What is expected:
Only the lines below between the ones containing "use sage_wire::message::MessageEnvelope;" and "client: &RegistryClient, p: &Party)", inclusive, are to be reproduced, each exactly as it stands.

Collected data entries:

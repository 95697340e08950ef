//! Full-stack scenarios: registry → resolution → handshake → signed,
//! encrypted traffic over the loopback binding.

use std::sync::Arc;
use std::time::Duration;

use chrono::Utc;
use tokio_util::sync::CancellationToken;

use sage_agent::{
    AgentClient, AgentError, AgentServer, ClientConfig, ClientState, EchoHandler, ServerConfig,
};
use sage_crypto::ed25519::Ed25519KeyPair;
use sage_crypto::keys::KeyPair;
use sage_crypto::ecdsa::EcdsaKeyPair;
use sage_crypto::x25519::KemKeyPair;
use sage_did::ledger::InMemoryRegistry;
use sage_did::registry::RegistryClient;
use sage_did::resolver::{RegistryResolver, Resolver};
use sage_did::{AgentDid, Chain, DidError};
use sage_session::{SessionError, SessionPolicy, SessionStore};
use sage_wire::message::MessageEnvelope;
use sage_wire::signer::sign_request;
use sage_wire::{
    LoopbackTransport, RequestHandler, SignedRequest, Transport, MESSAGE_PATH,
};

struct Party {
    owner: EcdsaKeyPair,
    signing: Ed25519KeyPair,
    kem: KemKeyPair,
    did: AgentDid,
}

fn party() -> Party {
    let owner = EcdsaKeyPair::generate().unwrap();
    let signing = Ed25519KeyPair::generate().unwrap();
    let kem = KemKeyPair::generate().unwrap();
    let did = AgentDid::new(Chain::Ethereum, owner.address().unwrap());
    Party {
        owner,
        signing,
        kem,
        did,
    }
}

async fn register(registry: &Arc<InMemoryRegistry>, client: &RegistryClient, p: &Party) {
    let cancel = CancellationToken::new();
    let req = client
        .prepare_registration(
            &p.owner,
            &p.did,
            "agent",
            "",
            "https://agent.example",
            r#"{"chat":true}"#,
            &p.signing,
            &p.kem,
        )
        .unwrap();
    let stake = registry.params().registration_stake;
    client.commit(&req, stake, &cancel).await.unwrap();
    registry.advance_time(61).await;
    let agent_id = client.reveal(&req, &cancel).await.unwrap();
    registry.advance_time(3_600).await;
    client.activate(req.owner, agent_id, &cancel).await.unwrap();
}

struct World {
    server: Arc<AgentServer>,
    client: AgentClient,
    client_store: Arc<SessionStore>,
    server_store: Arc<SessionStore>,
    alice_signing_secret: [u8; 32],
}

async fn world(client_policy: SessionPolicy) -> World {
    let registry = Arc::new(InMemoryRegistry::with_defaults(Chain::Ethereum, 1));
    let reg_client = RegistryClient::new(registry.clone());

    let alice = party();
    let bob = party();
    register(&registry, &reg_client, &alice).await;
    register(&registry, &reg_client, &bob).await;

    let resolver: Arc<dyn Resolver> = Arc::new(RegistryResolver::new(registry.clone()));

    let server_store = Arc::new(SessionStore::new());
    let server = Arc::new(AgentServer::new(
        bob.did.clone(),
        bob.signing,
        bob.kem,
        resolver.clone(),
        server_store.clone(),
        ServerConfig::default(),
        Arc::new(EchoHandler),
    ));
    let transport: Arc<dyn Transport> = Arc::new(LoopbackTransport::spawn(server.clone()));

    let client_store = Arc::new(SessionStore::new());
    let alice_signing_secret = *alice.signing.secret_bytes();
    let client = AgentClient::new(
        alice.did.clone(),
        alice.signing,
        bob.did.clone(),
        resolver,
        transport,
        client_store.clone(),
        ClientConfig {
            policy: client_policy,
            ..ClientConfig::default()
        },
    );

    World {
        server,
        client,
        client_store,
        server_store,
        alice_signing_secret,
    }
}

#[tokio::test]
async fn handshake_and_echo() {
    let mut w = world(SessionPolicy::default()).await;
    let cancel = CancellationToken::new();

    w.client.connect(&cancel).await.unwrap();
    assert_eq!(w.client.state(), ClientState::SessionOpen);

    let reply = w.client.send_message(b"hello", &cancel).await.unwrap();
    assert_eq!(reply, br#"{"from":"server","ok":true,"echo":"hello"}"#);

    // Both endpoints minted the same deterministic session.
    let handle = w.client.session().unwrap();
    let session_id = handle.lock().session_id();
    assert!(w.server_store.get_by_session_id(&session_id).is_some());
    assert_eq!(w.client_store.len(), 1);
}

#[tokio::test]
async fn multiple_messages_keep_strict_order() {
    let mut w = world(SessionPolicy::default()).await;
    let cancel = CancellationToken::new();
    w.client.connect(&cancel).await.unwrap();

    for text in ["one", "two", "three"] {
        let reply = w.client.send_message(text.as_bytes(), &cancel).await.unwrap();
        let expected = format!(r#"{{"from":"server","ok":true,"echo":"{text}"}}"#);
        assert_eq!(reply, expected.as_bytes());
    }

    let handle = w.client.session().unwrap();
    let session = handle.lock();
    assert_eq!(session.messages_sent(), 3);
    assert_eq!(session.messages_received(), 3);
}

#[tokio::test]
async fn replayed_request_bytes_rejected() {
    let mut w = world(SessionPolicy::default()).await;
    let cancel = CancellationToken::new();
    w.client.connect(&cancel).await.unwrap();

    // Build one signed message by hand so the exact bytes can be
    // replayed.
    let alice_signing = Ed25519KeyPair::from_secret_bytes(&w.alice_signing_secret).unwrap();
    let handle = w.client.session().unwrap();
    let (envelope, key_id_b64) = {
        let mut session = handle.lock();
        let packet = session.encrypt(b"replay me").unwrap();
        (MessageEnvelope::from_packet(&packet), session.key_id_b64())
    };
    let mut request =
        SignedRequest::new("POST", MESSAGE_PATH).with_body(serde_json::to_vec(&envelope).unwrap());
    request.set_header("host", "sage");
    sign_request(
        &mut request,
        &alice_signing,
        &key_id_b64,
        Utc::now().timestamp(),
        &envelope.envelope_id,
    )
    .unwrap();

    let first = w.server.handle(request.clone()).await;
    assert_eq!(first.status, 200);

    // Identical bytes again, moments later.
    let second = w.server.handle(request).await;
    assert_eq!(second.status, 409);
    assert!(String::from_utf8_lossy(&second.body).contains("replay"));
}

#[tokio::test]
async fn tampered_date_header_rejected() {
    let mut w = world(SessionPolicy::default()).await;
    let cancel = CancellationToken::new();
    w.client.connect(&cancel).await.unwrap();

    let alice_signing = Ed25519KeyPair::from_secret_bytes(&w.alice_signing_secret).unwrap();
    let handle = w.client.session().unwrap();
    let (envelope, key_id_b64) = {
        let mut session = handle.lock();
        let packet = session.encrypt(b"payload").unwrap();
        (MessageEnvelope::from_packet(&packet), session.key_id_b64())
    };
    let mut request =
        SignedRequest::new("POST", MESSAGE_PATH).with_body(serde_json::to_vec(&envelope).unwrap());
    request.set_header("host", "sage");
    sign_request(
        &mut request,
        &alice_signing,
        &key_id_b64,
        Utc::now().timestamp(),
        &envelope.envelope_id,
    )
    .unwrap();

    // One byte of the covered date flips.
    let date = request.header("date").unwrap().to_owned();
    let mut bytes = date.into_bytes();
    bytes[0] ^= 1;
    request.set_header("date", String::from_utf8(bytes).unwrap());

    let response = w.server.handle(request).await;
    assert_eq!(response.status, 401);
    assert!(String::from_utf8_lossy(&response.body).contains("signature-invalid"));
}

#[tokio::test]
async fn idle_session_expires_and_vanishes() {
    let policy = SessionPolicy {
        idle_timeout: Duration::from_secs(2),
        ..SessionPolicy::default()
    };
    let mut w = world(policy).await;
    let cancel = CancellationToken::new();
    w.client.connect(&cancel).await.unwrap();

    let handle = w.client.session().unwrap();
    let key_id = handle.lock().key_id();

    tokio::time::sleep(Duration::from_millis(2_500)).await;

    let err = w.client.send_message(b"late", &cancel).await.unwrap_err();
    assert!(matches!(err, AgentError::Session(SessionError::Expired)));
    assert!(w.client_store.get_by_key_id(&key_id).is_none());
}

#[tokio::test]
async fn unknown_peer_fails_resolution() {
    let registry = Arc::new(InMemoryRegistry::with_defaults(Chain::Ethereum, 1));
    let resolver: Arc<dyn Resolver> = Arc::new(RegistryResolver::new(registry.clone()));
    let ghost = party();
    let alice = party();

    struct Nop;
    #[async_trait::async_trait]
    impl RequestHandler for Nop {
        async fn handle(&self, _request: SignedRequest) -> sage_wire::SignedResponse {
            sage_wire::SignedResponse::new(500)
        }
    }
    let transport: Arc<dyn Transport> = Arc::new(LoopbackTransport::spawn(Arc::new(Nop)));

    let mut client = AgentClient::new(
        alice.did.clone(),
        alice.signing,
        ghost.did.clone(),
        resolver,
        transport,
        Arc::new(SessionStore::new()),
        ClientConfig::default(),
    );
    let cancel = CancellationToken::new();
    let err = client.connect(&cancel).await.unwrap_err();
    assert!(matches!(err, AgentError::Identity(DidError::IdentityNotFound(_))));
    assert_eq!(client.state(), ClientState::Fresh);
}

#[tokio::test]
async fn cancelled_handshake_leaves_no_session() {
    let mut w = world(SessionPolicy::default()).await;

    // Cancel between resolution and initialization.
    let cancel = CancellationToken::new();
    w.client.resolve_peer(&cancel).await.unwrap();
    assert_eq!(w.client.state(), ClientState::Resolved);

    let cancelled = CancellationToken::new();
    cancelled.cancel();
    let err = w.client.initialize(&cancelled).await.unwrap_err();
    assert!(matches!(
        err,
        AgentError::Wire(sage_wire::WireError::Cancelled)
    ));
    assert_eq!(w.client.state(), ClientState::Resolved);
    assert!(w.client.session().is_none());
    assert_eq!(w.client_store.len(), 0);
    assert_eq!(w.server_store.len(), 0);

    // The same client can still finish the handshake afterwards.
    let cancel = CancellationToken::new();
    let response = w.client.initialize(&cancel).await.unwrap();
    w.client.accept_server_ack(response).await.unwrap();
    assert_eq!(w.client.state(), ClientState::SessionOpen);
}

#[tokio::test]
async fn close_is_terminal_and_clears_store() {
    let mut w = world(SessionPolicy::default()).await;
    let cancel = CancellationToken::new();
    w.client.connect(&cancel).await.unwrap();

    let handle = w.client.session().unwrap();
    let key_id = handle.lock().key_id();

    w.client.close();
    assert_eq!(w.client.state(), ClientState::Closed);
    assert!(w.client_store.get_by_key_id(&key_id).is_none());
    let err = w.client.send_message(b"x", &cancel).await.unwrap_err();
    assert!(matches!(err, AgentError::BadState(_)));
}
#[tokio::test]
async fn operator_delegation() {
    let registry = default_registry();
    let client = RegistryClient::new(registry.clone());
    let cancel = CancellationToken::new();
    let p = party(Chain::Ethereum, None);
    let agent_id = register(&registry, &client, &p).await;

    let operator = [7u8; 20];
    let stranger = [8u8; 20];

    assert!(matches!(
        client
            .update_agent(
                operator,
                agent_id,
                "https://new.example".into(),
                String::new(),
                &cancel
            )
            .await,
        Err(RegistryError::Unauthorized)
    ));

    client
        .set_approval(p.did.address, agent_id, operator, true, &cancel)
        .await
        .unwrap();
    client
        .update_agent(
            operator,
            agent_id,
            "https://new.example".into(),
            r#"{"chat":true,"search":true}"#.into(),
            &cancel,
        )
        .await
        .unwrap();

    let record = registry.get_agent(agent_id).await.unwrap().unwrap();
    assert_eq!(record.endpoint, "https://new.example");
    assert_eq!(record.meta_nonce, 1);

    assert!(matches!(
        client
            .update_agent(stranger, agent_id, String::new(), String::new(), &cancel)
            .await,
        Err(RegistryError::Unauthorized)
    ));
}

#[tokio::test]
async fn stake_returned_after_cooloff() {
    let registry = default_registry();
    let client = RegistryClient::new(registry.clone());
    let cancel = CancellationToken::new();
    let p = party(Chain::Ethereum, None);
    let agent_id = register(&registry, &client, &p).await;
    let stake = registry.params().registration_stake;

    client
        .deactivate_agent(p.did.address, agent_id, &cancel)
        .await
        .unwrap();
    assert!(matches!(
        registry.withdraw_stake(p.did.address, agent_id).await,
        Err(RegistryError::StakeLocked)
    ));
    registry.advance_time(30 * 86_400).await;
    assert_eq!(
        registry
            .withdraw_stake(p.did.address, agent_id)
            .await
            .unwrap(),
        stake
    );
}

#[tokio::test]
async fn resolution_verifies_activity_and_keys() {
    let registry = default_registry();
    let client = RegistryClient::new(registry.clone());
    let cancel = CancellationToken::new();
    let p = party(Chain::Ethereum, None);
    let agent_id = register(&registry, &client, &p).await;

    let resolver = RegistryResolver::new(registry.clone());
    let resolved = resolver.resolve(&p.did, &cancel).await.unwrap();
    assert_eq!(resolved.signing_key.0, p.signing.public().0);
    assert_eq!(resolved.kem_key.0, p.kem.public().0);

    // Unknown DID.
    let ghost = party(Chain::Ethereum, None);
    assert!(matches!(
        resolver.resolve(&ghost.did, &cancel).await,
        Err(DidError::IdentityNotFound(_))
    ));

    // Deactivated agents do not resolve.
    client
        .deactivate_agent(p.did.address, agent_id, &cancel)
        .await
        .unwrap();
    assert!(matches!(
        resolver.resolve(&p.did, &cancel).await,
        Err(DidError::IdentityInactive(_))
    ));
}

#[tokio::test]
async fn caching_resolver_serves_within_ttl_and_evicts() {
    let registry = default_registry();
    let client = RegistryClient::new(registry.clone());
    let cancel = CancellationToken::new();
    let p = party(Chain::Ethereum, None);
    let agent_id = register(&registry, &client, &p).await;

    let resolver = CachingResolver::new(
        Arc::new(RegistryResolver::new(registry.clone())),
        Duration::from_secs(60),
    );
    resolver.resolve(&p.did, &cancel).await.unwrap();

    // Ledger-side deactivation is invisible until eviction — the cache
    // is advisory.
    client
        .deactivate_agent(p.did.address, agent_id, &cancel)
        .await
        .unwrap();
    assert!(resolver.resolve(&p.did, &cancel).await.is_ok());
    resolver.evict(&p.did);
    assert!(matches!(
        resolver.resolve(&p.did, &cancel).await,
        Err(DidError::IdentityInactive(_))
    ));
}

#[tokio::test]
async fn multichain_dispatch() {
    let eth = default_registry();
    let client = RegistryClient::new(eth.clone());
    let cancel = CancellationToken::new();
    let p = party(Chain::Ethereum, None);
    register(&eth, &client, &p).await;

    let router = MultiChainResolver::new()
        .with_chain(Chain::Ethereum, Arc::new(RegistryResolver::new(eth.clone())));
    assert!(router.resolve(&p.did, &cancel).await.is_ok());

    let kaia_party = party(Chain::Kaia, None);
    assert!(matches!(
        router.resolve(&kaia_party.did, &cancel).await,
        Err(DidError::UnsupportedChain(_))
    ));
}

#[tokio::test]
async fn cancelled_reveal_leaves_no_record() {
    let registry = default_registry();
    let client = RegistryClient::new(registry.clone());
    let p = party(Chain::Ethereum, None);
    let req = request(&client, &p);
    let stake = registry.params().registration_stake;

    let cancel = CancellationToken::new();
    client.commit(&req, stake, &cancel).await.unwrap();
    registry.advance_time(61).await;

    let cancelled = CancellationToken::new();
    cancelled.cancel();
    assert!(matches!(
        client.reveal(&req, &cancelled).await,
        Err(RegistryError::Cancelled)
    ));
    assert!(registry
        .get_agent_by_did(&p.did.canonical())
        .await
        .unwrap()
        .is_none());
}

Solution to this problem:
use sage_wire::message::MessageEnvelope;
use sage_wire::signer::sign_request;
use sage_wire::{
    LoopbackTransport, RequestHandler, SignedRequest, Transport, MESSAGE_PATH,
};

struct Party {
    owner: EcdsaKeyPair,
    signing: Ed25519KeyPair,
    kem: KemKeyPair,
    did: AgentDid,
}

fn party() -> Party {
    let owner = EcdsaKeyPair::generate().unwrap();
    let signing = Ed25519KeyPair::generate().unwrap();
    let kem = KemKeyPair::generate().unwrap();
    let did = AgentDid::new(Chain::Ethereum, owner.address().unwrap());
    Party {
        owner,
        signing,
        kem,
        did,
    }
}

async fn register(registry: &Arc<InMemoryRegistry>, client: &RegistryClient, p: &Party) {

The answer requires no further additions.